### Data for processing
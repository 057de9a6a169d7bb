//! Manual schedule editing.
//!
//! Operators adjust a generated timetable one cell at a time: move an
//! assignment to another room or slot, or accept a known conflict via the
//! override flag. An edit touches exactly one assignment; everything else
//! in the schedule is left alone, and the full conflict list is recomputed
//! so the caller always sees ground truth.
//!
//! Edits to one schedule are serialized by the `&mut Schedule` borrow.
//! Stale edits (based on an outdated revision) are rejected with
//! `EngineError::ConcurrentEdit`; the caller refetches and retries.

use log::debug;

use crate::conflicts;
use crate::error::EngineError;
use crate::index::{ResourceKind, SlotIndex};
use crate::models::{Assignment, Conflict, MasterData, Room, RoomType, Schedule};

/// One operator-directed change to one assignment.
#[derive(Debug, Clone, PartialEq)]
pub struct EditRequest {
    /// Target assignment.
    pub assignment_id: String,
    /// New room, if the cell is moving.
    pub new_room: Option<String>,
    /// New time slot, if the cell is moving.
    pub new_slot: Option<String>,
    /// New override flag, if the operator is changing it.
    pub override_conflict: Option<bool>,
    /// Schedule revision the edit is based on.
    pub expected_revision: u64,
}

impl EditRequest {
    /// Creates an edit for the given assignment, based on the schedule
    /// revision the caller last saw.
    pub fn new(assignment_id: impl Into<String>, expected_revision: u64) -> Self {
        Self {
            assignment_id: assignment_id.into(),
            new_room: None,
            new_slot: None,
            override_conflict: None,
            expected_revision,
        }
    }

    /// Moves the assignment to another room.
    pub fn with_room(mut self, room_id: impl Into<String>) -> Self {
        self.new_room = Some(room_id.into());
        self
    }

    /// Moves the assignment to another time slot.
    pub fn with_slot(mut self, slot_id: impl Into<String>) -> Self {
        self.new_slot = Some(slot_id.into());
        self
    }

    /// Sets or clears the override flag.
    pub fn with_override(mut self, accept: bool) -> Self {
        self.override_conflict = Some(accept);
        self
    }
}

/// Result of a successful edit.
#[derive(Debug, Clone, PartialEq)]
pub struct EditOutcome {
    /// The updated assignment.
    pub assignment: Assignment,
    /// The full recomputed conflict list for the schedule.
    pub conflicts: Vec<Conflict>,
}

/// An editing session over one schedule.
///
/// Rebuilds the slot index once at construction and keeps it current
/// across edits, so repeated edits do not rescan the schedule.
#[derive(Debug)]
pub struct ScheduleEditor<'a> {
    schedule: &'a mut Schedule,
    master: &'a MasterData,
    index: SlotIndex,
}

impl<'a> ScheduleEditor<'a> {
    /// Opens an editing session.
    pub fn new(schedule: &'a mut Schedule, master: &'a MasterData) -> Self {
        let index = SlotIndex::from_assignments(&schedule.assignments);
        Self {
            schedule,
            master,
            index,
        }
    }

    /// Applies one edit to one assignment.
    ///
    /// On success the target's `manually_edited` flag is set, the schedule
    /// revision is bumped, and the full conflict list is returned. If the
    /// edited cell ends up conflict-free, its override flag is cleared:
    /// an override tolerates a specific known conflict, it is not a
    /// permanent pin.
    ///
    /// # Errors
    /// `ConcurrentEdit` on a stale revision, `UnknownReference` on an
    /// unresolvable room or slot id, `AssignmentNotFound` on a missing
    /// target. Nothing is mutated on any error.
    pub fn apply(&mut self, request: &EditRequest) -> Result<EditOutcome, EngineError> {
        if request.expected_revision != self.schedule.revision {
            return Err(EngineError::ConcurrentEdit {
                schedule_id: self.schedule.id.clone(),
                expected: request.expected_revision,
                actual: self.schedule.revision,
            });
        }
        if let Some(room_id) = &request.new_room {
            if self.master.room(room_id).is_none() {
                return Err(EngineError::UnknownReference {
                    entity: "room",
                    id: room_id.clone(),
                });
            }
        }
        if let Some(slot_id) = &request.new_slot {
            if self.master.time_slot(slot_id).is_none() {
                return Err(EngineError::UnknownReference {
                    entity: "time slot",
                    id: slot_id.clone(),
                });
            }
        }
        let pos = self
            .schedule
            .assignments
            .iter()
            .position(|a| a.id == request.assignment_id)
            .ok_or_else(|| EngineError::AssignmentNotFound(request.assignment_id.clone()))?;

        let old = self.schedule.assignments[pos].clone();
        self.index.remove(&old);

        {
            let target = &mut self.schedule.assignments[pos];
            if let Some(room_id) = &request.new_room {
                target.room_id = room_id.clone();
            }
            if let Some(slot_id) = &request.new_slot {
                target.time_slot_id = slot_id.clone();
            }
            if let Some(accept) = request.override_conflict {
                target.override_conflict = accept;
            }
            target.manually_edited = true;
        }
        self.index.insert(&self.schedule.assignments[pos]);
        self.schedule.revision += 1;

        debug!(
            "edited assignment '{}' in schedule '{}' (revision {})",
            request.assignment_id, self.schedule.id, self.schedule.revision
        );

        let conflicts = conflicts::detect(&self.schedule.assignments, self.master);
        if !conflicts.iter().any(|c| c.involves(&request.assignment_id)) {
            self.schedule.assignments[pos].override_conflict = false;
        }

        Ok(EditOutcome {
            assignment: self.schedule.assignments[pos].clone(),
            conflicts,
        })
    }

    /// Rooms still free in the given slot, in id order, optionally
    /// filtered by room type. The edit UI uses this to offer move targets.
    pub fn free_rooms_at(&self, slot_id: &str, required_type: Option<&RoomType>) -> Vec<&Room> {
        self.master
            .rooms_in_id_order()
            .into_iter()
            .filter(|room| match required_type {
                Some(required) => room.room_type == *required,
                None => true,
            })
            .filter(|room| self.index.is_free(ResourceKind::Room, &room.id, slot_id))
            .collect()
    }

    /// Current schedule revision.
    pub fn revision(&self) -> u64 {
        self.schedule.revision
    }
}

### Directions for this task
Look through the entries above, find each line containing "String", and copy it.

### Exercise output
    pub assignment_id: String,
    pub new_room: Option<String>,
    pub new_slot: Option<String>,
    pub fn new(assignment_id: impl Into<String>, expected_revision: u64) -> Self {
    pub fn with_room(mut self, room_id: impl Into<String>) -> Self {
    pub fn with_slot(mut self, slot_id: impl Into<String>) -> Self {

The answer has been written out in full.